Il progetto “Ambiente Amico”
L’evento si è inserito nel più ampio percorso del progetto “Ambiente Amico”, attivo da diversi anni presso Sorella Luna. Il progetto ha una forte valenza sociale, educativa e formativa: mira a fornire competenze in campo ambientale e, allo stesso tempo, a promuovere sensibilità, responsabilità e rispetto per l’ambiente.
Particolare rilievo è stato dato al coinvolgimento dei ragazzi della Comunità Sorella Luna, protagonisti anche nella preparazione dell’aperitivo rinforzato, realizzato con i frutti del loro lavoro.

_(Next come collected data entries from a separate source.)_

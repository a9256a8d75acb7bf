//! Per-check structured log.
//!
//! Each check gets its own JSONL file under the harness work directory plus
//! an `artifacts/` folder holding the full stdout, stderr and a JSON trace of
//! every command it ran. Entries are mirrored to `tracing` as they happen so
//! the console shows progress and the JSONL file is the durable record.

use chrono::{DateTime, Utc};
use serde::{Deserialize, Serialize};
use std::cell::RefCell;
use std::collections::VecDeque;
use std::fmt;
use std::fs::{self, File};
use std::io::{BufWriter, Write as IoWrite};
use std::path::{Path, PathBuf};
use std::time::Instant;

#[derive(Debug, Clone, Copy, PartialEq, Eq, PartialOrd, Ord, Hash, Serialize, Deserialize)]
#[serde(rename_all = "lowercase")]
pub enum LogLevel {
    Trace,
    Debug,
    Info,
    Warn,
    Error,
}

impl fmt::Display for LogLevel {
    fn fmt(&self, f: &mut fmt::Formatter<'_>) -> fmt::Result {
        let s = match self {
            LogLevel::Trace => "TRACE",
            LogLevel::Debug => "DEBUG",
            LogLevel::Info => "INFO",
            LogLevel::Warn => "WARN",
            LogLevel::Error => "ERROR",
        };
        f.pad(s)
    }
}

/// Who produced a log entry.
#[derive(Debug, Clone, PartialEq, Eq, Serialize, Deserialize)]
#[serde(rename_all = "snake_case")]
pub enum LogSource {
    Harness,
    /// Output line from a command the check ran.
    CommandStdout { program: String },
    CommandStderr { program: String },
    /// Message from the check body itself.
    Check,
}

impl fmt::Display for LogSource {
    fn fmt(&self, f: &mut fmt::Formatter<'_>) -> fmt::Result {
        match self {
            LogSource::Harness => write!(f, "harness"),
            LogSource::CommandStdout { program } => write!(f, "{program}:stdout"),
            LogSource::CommandStderr { program } => write!(f, "{program}:stderr"),
            LogSource::Check => write!(f, "check"),
        }
    }
}

#[derive(Debug, Clone, Serialize, Deserialize)]
pub struct LogEntry {
    pub timestamp: DateTime<Utc>,
    /// Milliseconds since the check started.
    pub elapsed_ms: u64,
    pub level: LogLevel,
    pub source: LogSource,
    pub message: String,
    #[serde(default, skip_serializing_if = "Option::is_none")]
    pub phase: Option<CheckPhase>,
    /// Stable tag for machine filtering, e.g. `CMD_FAILURE`.
    #[serde(default, skip_serializing_if = "Option::is_none")]
    pub decision_code: Option<String>,
    #[serde(default, skip_serializing_if = "Vec::is_empty")]
    pub context: Vec<(String, String)>,
    #[serde(default, skip_serializing_if = "Vec::is_empty")]
    pub artifact_paths: Vec<String>,
}

impl fmt::Display for LogEntry {
    fn fmt(&self, f: &mut fmt::Formatter<'_>) -> fmt::Result {
        write!(
            f,
            "[{:>6}ms] [{:<5}] [{}] {}",
            self.elapsed_ms, self.level, self.source, self.message
        )?;
        if !self.context.is_empty() {
            write!(f, " {{")?;
            for (i, (k, v)) in self.context.iter().enumerate() {
                if i > 0 {
                    write!(f, ", ")?;
                }
                write!(f, "{k}={v}")?;
            }
            write!(f, "}}")?;
        }
        Ok(())
    }
}

/// Lifecycle phase of a check, mirroring setUp / test body / tearDown.
#[derive(Debug, Clone, Copy, PartialEq, Eq, Serialize, Deserialize)]
#[serde(rename_all = "snake_case")]
pub enum CheckPhase {
    Setup,
    Execute,
    Verify,
    Cleanup,
}

impl fmt::Display for CheckPhase {
    fn fmt(&self, f: &mut fmt::Formatter<'_>) -> fmt::Result {
        let phase = match self {
            Self::Setup => "setup",
            Self::Execute => "execute",
            Self::Verify => "verify",
            Self::Cleanup => "cleanup",
        };
        write!(f, "{phase}")
    }
}

#[derive(Debug, Clone)]
pub struct LoggerConfig {
    pub min_level: LogLevel,
    /// Forward entries to `tracing` as they are logged.
    pub mirror_to_tracing: bool,
    /// Entries kept in memory (0 = unlimited).
    pub max_entries: usize,
    /// Directory for the JSONL file and artifacts. `None` keeps everything
    /// in memory.
    pub log_dir: Option<PathBuf>,
}

impl Default for LoggerConfig {
    fn default() -> Self {
        Self {
            min_level: LogLevel::Debug,
            mirror_to_tracing: true,
            max_entries: 10_000,
            log_dir: None,
        }
    }
}

/// Structured logger for one check.
pub struct CheckLogger {
    config: LoggerConfig,
    entries: RefCell<VecDeque<LogEntry>>,
    start_time: Instant,
    check_name: String,
    file_writer: RefCell<Option<BufWriter<File>>>,
    log_path: Option<PathBuf>,
    artifact_root: Option<PathBuf>,
}

impl CheckLogger {
    pub fn new(check_name: &str, config: LoggerConfig) -> Self {
        let mut file_writer = None;
        let mut log_path = None;
        let mut artifact_root = None;

        if let Some(ref dir) = config.log_dir {
            match fs::create_dir_all(dir) {
                Ok(()) => {
                    let path = dir.join(format!("{}.jsonl", sanitize_component(check_name)));
                    match File::create(&path) {
                        Ok(file) => {
                            file_writer = Some(BufWriter::new(file));
                            log_path = Some(path);
                        }
                        Err(error) => {
                            tracing::warn!(path = %path.display(), %error, "Cannot create check log");
                        }
                    }

                    let artifacts_dir = dir.join("artifacts");
                    if fs::create_dir_all(&artifacts_dir).is_ok() {
                        artifact_root = Some(artifacts_dir);
                    }
                }
                Err(error) => {
                    tracing::warn!(dir = %dir.display(), %error, "Cannot create check log directory");
                }
            }
        }

        Self {
            config,
            entries: RefCell::new(VecDeque::new()),
            start_time: Instant::now(),
            check_name: check_name.to_string(),
            file_writer: RefCell::new(file_writer),
            log_path,
            artifact_root,
        }
    }

    /// In-memory logger that does not mirror to `tracing`.
    pub fn in_memory(check_name: &str) -> Self {
        Self::new(
            check_name,
            LoggerConfig {
                mirror_to_tracing: false,
                ..Default::default()
            },
        )
    }

    pub fn check_name(&self) -> &str {
        &self.check_name
    }

    pub fn log_path(&self) -> Option<&Path> {
        self.log_path.as_deref()
    }

    pub fn log(&self, level: LogLevel, source: LogSource, message: impl Into<String>) {
        self.log_with_context(level, source, message, Vec::new());
    }

    pub fn log_with_context(
        &self,
        level: LogLevel,
        source: LogSource,
        message: impl Into<String>,
        context: Vec<(String, String)>,
    ) {
        self.record(LogEntry {
            timestamp: Utc::now(),
            elapsed_ms: self.start_time.elapsed().as_millis() as u64,
            level,
            source,
            message: message.into(),
            phase: None,
            decision_code: None,
            context,
            artifact_paths: Vec::new(),
        });
    }

    /// Log a lifecycle event tagged with a decision code.
    pub fn log_phase(
        &self,
        level: LogLevel,
        phase: CheckPhase,
        message: impl Into<String>,
        decision_code: &str,
        artifact_paths: Vec<String>,
    ) {
        self.record(LogEntry {
            timestamp: Utc::now(),
            elapsed_ms: self.start_time.elapsed().as_millis() as u64,
            level,
            source: LogSource::Harness,
            message: format!("[{phase}] {}", message.into()),
            phase: Some(phase),
            decision_code: Some(decision_code.to_string()),
            context: Vec::new(),
            artifact_paths,
        });
    }

    fn record(&self, entry: LogEntry) {
        if entry.level < self.config.min_level {
            return;
        }

        if self.config.mirror_to_tracing {
            self.mirror(&entry);
        }

        if let Some(ref mut w) = *self.file_writer.borrow_mut()
            && let Ok(json) = serde_json::to_string(&entry)
        {
            let _ = writeln!(w, "{json}");
            let _ = w.flush();
        }

        let mut entries = self.entries.borrow_mut();
        entries.push_back(entry);
        if self.config.max_entries > 0 && entries.len() > self.config.max_entries {
            entries.pop_front();
        }
    }

    fn mirror(&self, entry: &LogEntry) {
        let check = self.check_name.as_str();
        let source = entry.source.to_string();
        let message = entry.message.as_str();
        match entry.level {
            LogLevel::Trace => tracing::trace!(check, %source, "{message}"),
            LogLevel::Debug => tracing::debug!(check, %source, "{message}"),
            LogLevel::Info => tracing::info!(check, %source, "{message}"),
            LogLevel::Warn => tracing::warn!(check, %source, "{message}"),
            LogLevel::Error => tracing::error!(check, %source, "{message}"),
        }
    }

    /// Write `content` to `artifacts/<name>.txt`.
    pub fn capture_artifact_text(&self, name: &str, content: &str) -> std::io::Result<PathBuf> {
        let path = self.artifact_path(name, "txt")?;
        fs::write(&path, content)?;
        Ok(path)
    }

    /// Write `value` as pretty JSON to `artifacts/<name>.json`.
    pub fn capture_artifact_json<T: Serialize>(
        &self,
        name: &str,
        value: &T,
    ) -> std::io::Result<PathBuf> {
        let serialized = serde_json::to_string_pretty(value).map_err(|error| {
            std::io::Error::other(format!("failed to serialize artifact json: {error}"))
        })?;
        let path = self.artifact_path(name, "json")?;
        fs::write(&path, serialized)?;
        Ok(path)
    }

    fn artifact_path(&self, name: &str, extension: &str) -> std::io::Result<PathBuf> {
        let Some(root) = self.artifact_root.as_deref() else {
            return Err(std::io::Error::other(
                "artifact capture requires a log directory",
            ));
        };
        Ok(root.join(format!("{}.{extension}", sanitize_component(name))))
    }

    pub fn trace(&self, message: impl Into<String>) {
        self.log(LogLevel::Trace, LogSource::Harness, message);
    }

    pub fn debug(&self, message: impl Into<String>) {
        self.log(LogLevel::Debug, LogSource::Harness, message);
    }

    pub fn info(&self, message: impl Into<String>) {
        self.log(LogLevel::Info, LogSource::Harness, message);
    }

    pub fn warn(&self, message: impl Into<String>) {
        self.log(LogLevel::Warn, LogSource::Harness, message);
    }

    pub fn error(&self, message: impl Into<String>) {
        self.log(LogLevel::Error, LogSource::Harness, message);
    }

    pub fn entries(&self) -> Vec<LogEntry> {
        self.entries.borrow().iter().cloned().collect()
    }
}

pub(crate) fn sanitize_component(raw: &str) -> String {
    let cleaned: String = raw
        .chars()
        .map(|ch| {
            if ch.is_ascii_alphanumeric() || ch == '-' || ch == '_' || ch == '.' {
                ch
            } else {
                '_'
            }
        })
        .collect();
    if cleaned.is_empty() {
        "artifact".to_string()
    } else {
        cleaned
    }
}

#[cfg(test)]
mod tests {
    use super::*;

    #[test]
    fn test_log_levels_order() {
        assert!(LogLevel::Trace < LogLevel::Debug);
        assert!(LogLevel::Debug < LogLevel::Info);
        assert!(LogLevel::Info < LogLevel::Warn);
        assert!(LogLevel::Warn < LogLevel::Error);
    }

    #[test]
    fn test_entries_keep_level_and_source() {
        let logger = CheckLogger::in_memory("levels");
        logger.info("Waiting for schedd");
        logger.warn("Schedd not ready yet");
        logger.error("Schedd never became ready");

        let entries = logger.entries();
        assert_eq!(entries.len(), 3);
        assert_eq!(
            entries.iter().map(|e| e.level).collect::<Vec<_>>(),
            vec![LogLevel::Info, LogLevel::Warn, LogLevel::Error]
        );
        assert!(entries.iter().all(|e| e.source == LogSource::Harness));
    }

    #[test]
    fn test_min_level_filters() {
        let logger = CheckLogger::new(
            "filtering",
            LoggerConfig {
                min_level: LogLevel::Info,
                mirror_to_tracing: false,
                ..Default::default()
            },
        );
        logger.trace("t");
        logger.debug("d");
        logger.info("i");
        assert_eq!(logger.entries().len(), 1);
    }

    #[test]
    fn test_max_entries_drops_oldest() {
        let logger = CheckLogger::new(
            "bounded",
            LoggerConfig {
                mirror_to_tracing: false,
                max_entries: 2,
                ..Default::default()
            },
        );
        logger.info("one");
        logger.info("two");
        logger.info("three");
        let messages: Vec<String> = logger.entries().into_iter().map(|e| e.message).collect();
        assert_eq!(messages, vec!["two", "three"]);
    }

    #[test]
    fn test_jsonl_file_and_artifacts() {
        let dir = tempfile::tempdir().unwrap();
        let logger = CheckLogger::new(
            "scheduler::sleep jobs",
            LoggerConfig {
                mirror_to_tracing: false,
                log_dir: Some(dir.path().to_path_buf()),
                ..Default::default()
            },
        );
        logger.log_phase(
            LogLevel::Info,
            CheckPhase::Verify,
            "Assertion passed",
            "ASSERT_PASS",
            Vec::new(),
        );

        let log_path = logger.log_path().unwrap().to_path_buf();
        assert_eq!(log_path.file_name().unwrap(), "scheduler__sleep_jobs.jsonl");
        let line = std::fs::read_to_string(&log_path).unwrap();
        let entry: LogEntry = serde_json::from_str(line.trim()).unwrap();
        assert_eq!(entry.phase, Some(CheckPhase::Verify));
        assert_eq!(entry.decision_code.as_deref(), Some("ASSERT_PASS"));
        assert_eq!(entry.message, "[verify] Assertion passed");

        let text = logger.capture_artifact_text("001 condor_q stdout", "ok").unwrap();
        assert_eq!(std::fs::read_to_string(&text).unwrap(), "ok");
        assert!(text.ends_with("artifacts/001_condor_q_stdout.txt"));

        let json = logger
            .capture_artifact_json("trace", &serde_json::json!({"exit_code": 0}))
            .unwrap();
        assert!(std::fs::read_to_string(json).unwrap().contains("\"exit_code\": 0"));
    }

    #[test]
    fn test_artifacts_need_log_dir() {
        let logger = CheckLogger::in_memory("no_dir");
        assert!(logger.capture_artifact_text("x", "y").is_err());
    }

    #[test]
    fn test_entry_display() {
        let entry = LogEntry {
            timestamp: Utc::now(),
            elapsed_ms: 12,
            level: LogLevel::Warn,
            source: LogSource::CommandStderr {
                program: "condor_q".to_string(),
            },
            message: "no schedd".to_string(),
            phase: None,
            decision_code: None,
            context: vec![("exit_code".to_string(), "1".to_string())],
            artifact_paths: Vec::new(),
        };
        assert_eq!(
            entry.to_string(),
            "[    12ms] [WARN ] [condor_q:stderr] no schedd {exit_code=1}"
        );
    }
}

Questo momento conviviale è stato parte integrante dell’esperienza formativa, collegata alla futura attività di agriturismo culturale e alla produzione locale di alimenti all’interno della comunità.
Gli interventi della giornata
L’incontro ha visto la partecipazione di rappresentanti del mondo rotariano, della società civile, dell’informazione e delle istituzioni impegnate nella tutela dell’ambiente e della legalità.
Tra gli interventi previsti nel programma figuravano i saluti di Mario Feruglio, Presidente SinerGEA, e di Guido Franceschetti, PDG del Distretto Rotary 2080. Sono stati inoltre annunciati contributi di Massimo Ferraro, Direttore della Fondazione Osservatorio Agromafie – Coldiretti, del giornalista Paolo Borrometi, collaboratore della Fondazione Osservatorio Agromafie, di Vittoria Caffaro per Sorella Luna e di un ufficiale dei Carabinieri Forestali, con un focus sulle attività di controllo e contrasto agli illeciti nel comparto agroalimentare.
Il confronto con i ragazzi di Sorella Luna ha reso l’iniziativa non solo un momento di informazione, ma anche un’esperienza concreta di educazione alla legalità, alla cittadinanza attiva e alla difesa dell’ambiente.
A.E.R.A. tra i partner del progetto
La locandina dell’iniziativa riporta A.E.R.A. – Associazione Europea Rotary per l’Ambiente tra i partner del progetto “Ambiente Amico”, insieme ad altre realtà impegnate sui temi della sostenibilità, della solidarietà e della formazione ambientale.
La presenza di A.E.R.A. conferma l’attenzione dell’Associazione verso percorsi capaci di coniugare cultura ambientale, responsabilità sociale e promozione della legalità. La lotta alle agromafie, infatti, non riguarda soltanto il contrasto alla criminalità organizzata, ma anche la difesa del suolo, dell’acqua, della biodiversità, della salute pubblica e della dignità del lavoro.
Legalità, ambiente e spirito di servizio
L’iniziativa ha richiamato i valori di amicizia, competenza, legalità e spirito di servizio, ponendo al centro il rapporto tra tutela ambientale e giustizia sociale.
Parlare di agromafie significa interrogarsi sul futuro del nostro modello alimentare, sulla trasparenza delle filiere, sulla protezione dei produttori onesti e sulla necessità di formare cittadini consapevoli.
L’evento presso Sorella Luna ha dimostrato come la collaborazione tra associazioni, istituzioni, mondo rotariano e comunità locali possa generare percorsi concreti di crescita, inclusione e cultura ambientale.